**THE PROBLEM**
A single total is needed, the number of lines of this listing that contain the string "TaskOrchestrationShim".

**DATA EXTRACTS**
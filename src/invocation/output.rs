use std::sync::OnceLock;

use serde::Serialize;

use crate::_typed_codec::{Codec, Json};
use crate::error::Error;

/// Write-once holder for an invocation's serialized output.
///
/// The cell is either unset or set; `Unset -> Set` is the only legal
/// transition. Setting `None` (a JSON `null`) still counts as set.
#[derive(Debug, Default)]
pub struct OutputCell {
    state: OnceLock<Option<String>>,
}

impl OutputCell {
    pub fn new() -> Self {
        Self::default()
    }

    /// Store the serialized output, failing if the cell was already set.
    pub fn set(&self, serialized: Option<String>) -> Result<(), Error> {
        self.state
            .set(serialized)
            .map_err(|_| Error::invalid_operation("the output has already been set for this invocation"))
    }

    /// Store the serialized output unless the cell is already set. Returns
    /// whether this call performed the write.
    pub fn set_if_unset(&self, serialized: Option<String>) -> bool {
        self.state.set(serialized).is_ok()
    }

    pub fn is_set(&self) -> bool {
        self.state.get().is_some()
    }

    /// The serialized output, or `None` when unset or set to `null`.
    pub fn get(&self) -> Option<&str> {
        self.state.get().and_then(|s| s.as_deref())
    }
}

/// Serialize an output value: JSON tokens keep their compact text, `null` maps to `None`.
pub(crate) fn serialize_output<T: Serialize + ?Sized>(value: &T) -> Result<Option<String>, Error> {
    Json::encode(value).map_err(Error::serialization)
}
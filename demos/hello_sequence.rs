//! HelloSequence: an orchestration that greets three cities in order.
//!
//! There is no engine here, so the loop below plays its part: every time the
//! orchestration suspends, the host runs the next `SayHello` activity and
//! raises its result back into the instance as an external event.

use anyhow::Context;
use durable_functions::bindings::{ParameterDescriptor, ParameterType};
use durable_functions::observability::init_logging;
use durable_functions::runtime::{PassOutcome, TaskActivity, TaskOrchestration, run_pass};
use durable_functions::{DurableTaskExtension, DurableTaskOptions, OrchestrationInvocation};

const CITIES: [&str; 3] = ["Tokyo", "Seattle", "London"];

#[tokio::main]
async fn main() -> anyhow::Result<()> {
    let options = DurableTaskOptions::from_json_str(
        r#"{ "durableTask": { "hubName": "SampleHub", "traceInputsAndOutputs": true } }"#,
    )?;
    if let Err(e) = init_logging(&options.logging) {
        eprintln!("logging not initialized: {e}");
    }

    let ext = DurableTaskExtension::builder(options).build()?;
    let registry = ext
        .function_registry()
        .register(ParameterDescriptor::orchestration("HelloSequence"))
        .register(ParameterDescriptor::activity("SayHello", ParameterType::of::<Option<String>>()))
        .build_result()?;

    let say_hello = ext.activity_shim(
        &registry.activity("SayHello").context("SayHello is registered")?,
        |city: Option<String>| async move { Ok(format!("Hello {}!", city.unwrap_or_default())) },
    )?;

    let orchestration = ext.orchestration_shim(
        &registry.orchestration("HelloSequence").context("HelloSequence is registered")?,
        "hello-1",
        |ctx: OrchestrationInvocation| async move {
            let mut greetings = Vec::new();
            for _ in CITIES {
                let greeting: String = ctx.wait_for_external_event_typed("SayHello").await?;
                if !ctx.is_replaying() {
                    println!("received: {greeting}");
                }
                greetings.push(greeting);
            }
            Ok(greetings)
        },
    )?;

    let mut next_city = CITIES.iter();
    loop {
        match run_pass(&*orchestration, None) {
            PassOutcome::Completed(output) => {
                println!("HelloSequence completed: {}", output.unwrap_or_default());
                break;
            }
            PassOutcome::Failed(e) => return Err(e.into()),
            PassOutcome::Suspended => {
                let Some(city) = next_city.next() else {
                    anyhow::bail!("orchestration is waiting for more activity results");
                };
                let input = serde_json::to_string(&[city])?;
                let result = say_hello.run("hello-1", &input).await?;
                orchestration.raise_event("SayHello", result.as_deref().unwrap_or("null"));
            }
        }
    }
    Ok(())
}
use serde::Deserialize;

use crate::error::Error;
use crate::observability::ObservabilityConfig;

pub const DEFAULT_HUB_NAME: &str = "DurableFunctionsHub";
const DEFAULT_MAX_TRACE_PAYLOAD_CHARS: usize = 1024;

/// Extension options, read from the `durableTask` section of a host document.
#[derive(Debug, Clone, PartialEq, Eq, Deserialize)]
#[serde(default, rename_all = "camelCase")]
pub struct DurableTaskOptions {
    /// Task hub name stamped on every trace event.
    pub hub_name: String,
    /// Include raw inputs and outputs in traces. When off, payloads are
    /// redacted to their size.
    pub trace_inputs_and_outputs: bool,
    pub max_trace_payload_chars: usize,
    pub logging: ObservabilityConfig,
}

impl Default for DurableTaskOptions {
    fn default() -> Self {
        Self {
            hub_name: DEFAULT_HUB_NAME.to_string(),
            trace_inputs_and_outputs: false,
            max_trace_payload_chars: DEFAULT_MAX_TRACE_PAYLOAD_CHARS,
            logging: ObservabilityConfig::default(),
        }
    }
}

#[derive(Deserialize)]
#[serde(rename_all = "camelCase")]
struct HostSection {
    durable_task: DurableTaskOptions,
}

impl DurableTaskOptions {
    /// Parse options from JSON. Accepts the options object itself or a
    /// document wrapping it under `durableTask`.
    pub fn from_json_str(json: &str) -> Result<Self, Error> {
        let value: serde_json::Value =
            serde_json::from_str(json).map_err(|e| Error::configuration(format!("invalid options document: {e}")))?;
        let parsed = if value.get("durableTask").is_some() {
            serde_json::from_value::<HostSection>(value).map(|s| s.durable_task)
        } else {
            serde_json::from_value::<DurableTaskOptions>(value)
        };
        parsed.map_err(|e| Error::configuration(format!("invalid durableTask options: {e}")))
    }

    pub fn with_hub_name(mut self, hub_name: impl Into<String>) -> Self {
        self.hub_name = hub_name.into();
        self
    }

    pub fn with_trace_inputs_and_outputs(mut self, enabled: bool) -> Self {
        self.trace_inputs_and_outputs = enabled;
        self
    }

    pub fn validate(&self) -> Result<(), Error> {
        let name = &self.hub_name;
        if !(3..=45).contains(&name.len()) {
            return Err(Error::configuration(format!(
                "hub name '{name}' must be between 3 and 45 characters"
            )));
        }
        if !name.starts_with(|c: char| c.is_ascii_alphabetic()) {
            return Err(Error::configuration(format!("hub name '{name}' must start with a letter")));
        }
        if !name.chars().all(|c| c.is_ascii_alphanumeric()) {
            return Err(Error::configuration(format!(
                "hub name '{name}' may only contain letters and digits"
            )));
        }
        if self.max_trace_payload_chars == 0 {
            return Err(Error::configuration("maxTracePayloadChars must be greater than zero"));
        }
        Ok(())
    }

    /// Payload text as it appears in trace events.
    pub fn input_output_trace(&self, payload: Option<&str>) -> String {
        match payload {
            None => "(null)".to_string(),
            Some(p) if !self.trace_inputs_and_outputs => format!("({} bytes)", p.len()),
            Some(p) => truncate(p, self.max_trace_payload_chars),
        }
    }
}

fn truncate(s: &str, max_chars: usize) -> String {
    match s.char_indices().nth(max_chars) {
        Some((idx, _)) => format!("{}…", &s[..idx]),
        None => s.to_string(),
    }
}
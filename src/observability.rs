//! Structured logging setup.
//!
//! Installs a `tracing-subscriber` registry with an `EnvFilter` and one `fmt`
//! layer. `RUST_LOG` overrides the configured level when set.

use serde::Deserialize;
use tracing_subscriber::{EnvFilter, layer::SubscriberExt, util::SubscriberInitExt};

/// Log format options for structured logging
#[derive(Debug, Clone, PartialEq, Eq, Default, Deserialize)]
#[serde(rename_all = "lowercase")]
pub enum LogFormat {
    /// Structured JSON output for log aggregators
    Json,
    /// Human-readable format for development (with all fields)
    Pretty,
    /// Compact single-line format
    #[default]
    Compact,
}

#[derive(Debug, Clone, PartialEq, Eq, Deserialize)]
#[serde(default, rename_all = "camelCase")]
pub struct ObservabilityConfig {
    pub log_format: LogFormat,
    /// Log level filter for this crate's targets (e.g. "info", "debug")
    pub log_level: String,
}

impl Default for ObservabilityConfig {
    fn default() -> Self {
        Self {
            log_format: LogFormat::Compact,
            log_level: "info".to_string(),
        }
    }
}

fn default_filter_expression(level: &str) -> String {
    format!("warn,durable_functions={level}")
}

/// Install the global subscriber. Fails if one is already installed, which
/// callers running several hosts in one process can ignore.
pub fn init_logging(config: &ObservabilityConfig) -> Result<(), String> {
    let env_filter = EnvFilter::try_from_default_env()
        .unwrap_or_else(|_| EnvFilter::new(default_filter_expression(&config.log_level)));

    match config.log_format {
        LogFormat::Json => tracing_subscriber::registry()
            .with(env_filter)
            .with(tracing_subscriber::fmt::layer().json())
            .try_init()
            .map_err(|e| format!("Failed to initialize JSON logging: {e}")),
        LogFormat::Pretty => tracing_subscriber::registry()
            .with(env_filter)
            .with(tracing_subscriber::fmt::layer().pretty())
            .try_init()
            .map_err(|e| format!("Failed to initialize pretty logging: {e}")),
        LogFormat::Compact => tracing_subscriber::registry()
            .with(env_filter)
            .with(tracing_subscriber::fmt::layer().compact())
            .try_init()
            .map_err(|e| format!("Failed to initialize compact logging: {e}")),
    }
}
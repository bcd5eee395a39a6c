use std::fmt;
use std::future::Future;
use std::sync::OnceLock;

use async_trait::async_trait;
use serde_json::Value;
use tracing::warn;

use super::{OrchestrationCallback, TaskOrchestration, orchestration_callback};
use crate::error::{Error, ExecuteError};
use crate::invocation::OrchestrationInvocation;
use crate::trace::{TraceHelper, TraceScope};

/// Marks the invocation completed when a pass settles, including by panic.
///
/// A pass that is dropped while still suspended has not settled; the engine
/// will replay it.
struct CompletionGuard<'a> {
    invocation: &'a OrchestrationInvocation,
    settled: bool,
}

impl<'a> CompletionGuard<'a> {
    fn new(invocation: &'a OrchestrationInvocation) -> Self {
        Self {
            invocation,
            settled: false,
        }
    }

    fn settle(mut self) {
        self.settled = true;
    }
}

impl Drop for CompletionGuard<'_> {
    fn drop(&mut self) {
        if self.settled || std::thread::panicking() {
            self.invocation.mark_completed();
        }
    }
}

/// Adapts one orchestration body to the replay engine's [`TaskOrchestration`].
///
/// Lifecycle: `Created` until a callback is registered, `Running` while a pass
/// is in flight, `Completed` or `Failed` once a pass settles. The invocation
/// outlives individual passes, so state observed by the body (delivered
/// events, output) is shared across replays.
pub struct TaskOrchestrationShim {
    trace: TraceHelper,
    invocation: OrchestrationInvocation,
    callback: OnceLock<OrchestrationCallback>,
}

impl fmt::Debug for TaskOrchestrationShim {
    fn fmt(&self, f: &mut fmt::Formatter<'_>) -> fmt::Result {
        f.debug_struct("TaskOrchestrationShim")
            .field("invocation", &self.invocation)
            .field("has_callback", &self.callback.get().is_some())
            .finish()
    }
}

impl TaskOrchestrationShim {
    pub fn new(trace: TraceHelper, invocation: OrchestrationInvocation) -> Self {
        Self {
            trace,
            invocation,
            callback: OnceLock::new(),
        }
    }

    pub fn invocation(&self) -> &OrchestrationInvocation {
        &self.invocation
    }

    /// Bind the body. Registering twice, or registering nothing, is a contract violation.
    pub fn register_callback(&self, callback: Option<OrchestrationCallback>) -> Result<(), Error> {
        if self.callback.get().is_some() {
            return Err(Error::invalid_operation(
                "an orchestration callback has already been registered",
            ));
        }
        let callback = callback.ok_or_else(|| Error::argument_for("callback", "callback must be provided"))?;
        self.callback
            .set(callback)
            .map_err(|_| Error::invalid_operation("an orchestration callback has already been registered"))
    }

    /// Register an async body returning any JSON value.
    pub fn register_fn<F, Fut>(&self, f: F) -> Result<(), Error>
    where
        F: Fn() -> Fut + Send + Sync + 'static,
        Fut: Future<Output = Result<Option<Value>, anyhow::Error>> + Send + 'static,
    {
        self.register_callback(Some(orchestration_callback(f)))
    }

    fn scope(&self) -> TraceScope<'_> {
        TraceScope {
            function_name: self.invocation.name(),
            version: self.invocation.version(),
            instance_id: self.invocation.instance_id(),
            is_orchestrator: true,
        }
    }
}

#[async_trait]
impl TaskOrchestration for TaskOrchestrationShim {
    async fn execute(&self, serialized_input: Option<String>) -> Result<Option<String>, ExecuteError> {
        let Some(callback) = self.callback.get().cloned() else {
            warn!(
                target: "durable_functions::shim",
                instance_id = %self.invocation.instance_id(),
                "execute called before a callback was registered"
            );
            return Err(Error::invalid_operation("no orchestration callback has been registered").into());
        };

        self.invocation.begin_pass(serialized_input.clone());
        self.trace
            .function_starting(&self.scope(), serialized_input.as_deref(), self.invocation.is_replaying());

        let result = {
            let guard = CompletionGuard::new(&self.invocation);
            let result = callback().await;
            guard.settle();
            result
        };

        let returned = match result {
            Ok(v) => v,
            Err(e) => {
                self.trace
                    .function_failed(&self.scope(), &format!("{e:#}"), self.invocation.is_replaying());
                return Err(ExecuteError::Function(e));
            }
        };

        if let Some(value) = returned.filter(|v| !v.is_null()) {
            self.invocation.set_output_if_unset(&value)?;
        }

        let output = self.invocation.serialized_output();
        self.trace.function_completed(
            &self.scope(),
            output.as_deref(),
            self.invocation.continued_as_new(),
            self.invocation.is_replaying(),
        );
        Ok(output)
    }

    fn get_status(&self) -> Option<String> {
        None
    }

    fn raise_event(&self, name: &str, serialized_payload: &str) {
        self.trace.external_event_raised(
            &self.scope(),
            name,
            Some(serialized_payload),
            self.invocation.is_replaying(),
        );
        self.invocation.raise_event(name, serialized_payload);
    }
}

**TASK OUTPUT**
5